**What to work on**
Give the lines below again exactly, starting with the line that holds "use crate::config::Config;" and going on through the line that holds "tracing_subscriber::registry()".

**Input**

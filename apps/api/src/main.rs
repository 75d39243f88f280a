mod config;
mod errors;
mod routes;
mod state;
mod store;

use anyhow::Result;
use std::net::SocketAddr;
use tower_http::trace::TraceLayer;
use tracing::info;
use tracing_subscriber::{layer::SubscriberExt, util::SubscriberInitExt, EnvFilter};

use crate::config::Config;
use crate::routes::build_router;
use crate::state::AppState;
use crate::store::CvStore;

#[tokio::main]
async fn main() -> Result<()> {
    let config = Config::from_env()?;

    // Initialize structured logging
    tracing_subscriber::registry()
        .with(EnvFilter::try_from_default_env().unwrap_or_else(|_| {
            EnvFilter::new(format!("{}={}", env!("CARGO_CRATE_NAME"), &config.rust_log))
        }))
        .with(tracing_subscriber::fmt::layer())
        .init();

    info!("Starting CV API v{}", env!("CARGO_PKG_VERSION"));

    let store = CvStore::new(&config.cv_file);
    if !store.path().exists() {
        // Not fatal: the file is read per request and may appear later.
        tracing::warn!("CV file {} does not exist yet", store.path().display());
    }
    info!("Serving CV document from {}", store.path().display());

    let app = build_router(AppState { store }).layer(TraceLayer::new_for_http());

    let addr: SocketAddr = format!("0.0.0.0:{}", config.port).parse()?;
    info!("Listening on {addr}");

    let listener = tokio::net::TcpListener::bind(addr).await?;
    axum::serve(listener, app).await?;

    Ok(())
}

**Solution for this exercise**
use crate::config::Config;
use crate::routes::build_router;
use crate::state::AppState;
use crate::store::CvStore;

#[tokio::main]
async fn main() -> Result<()> {
    let config = Config::from_env()?;

    // Initialize structured logging
    tracing_subscriber::registry()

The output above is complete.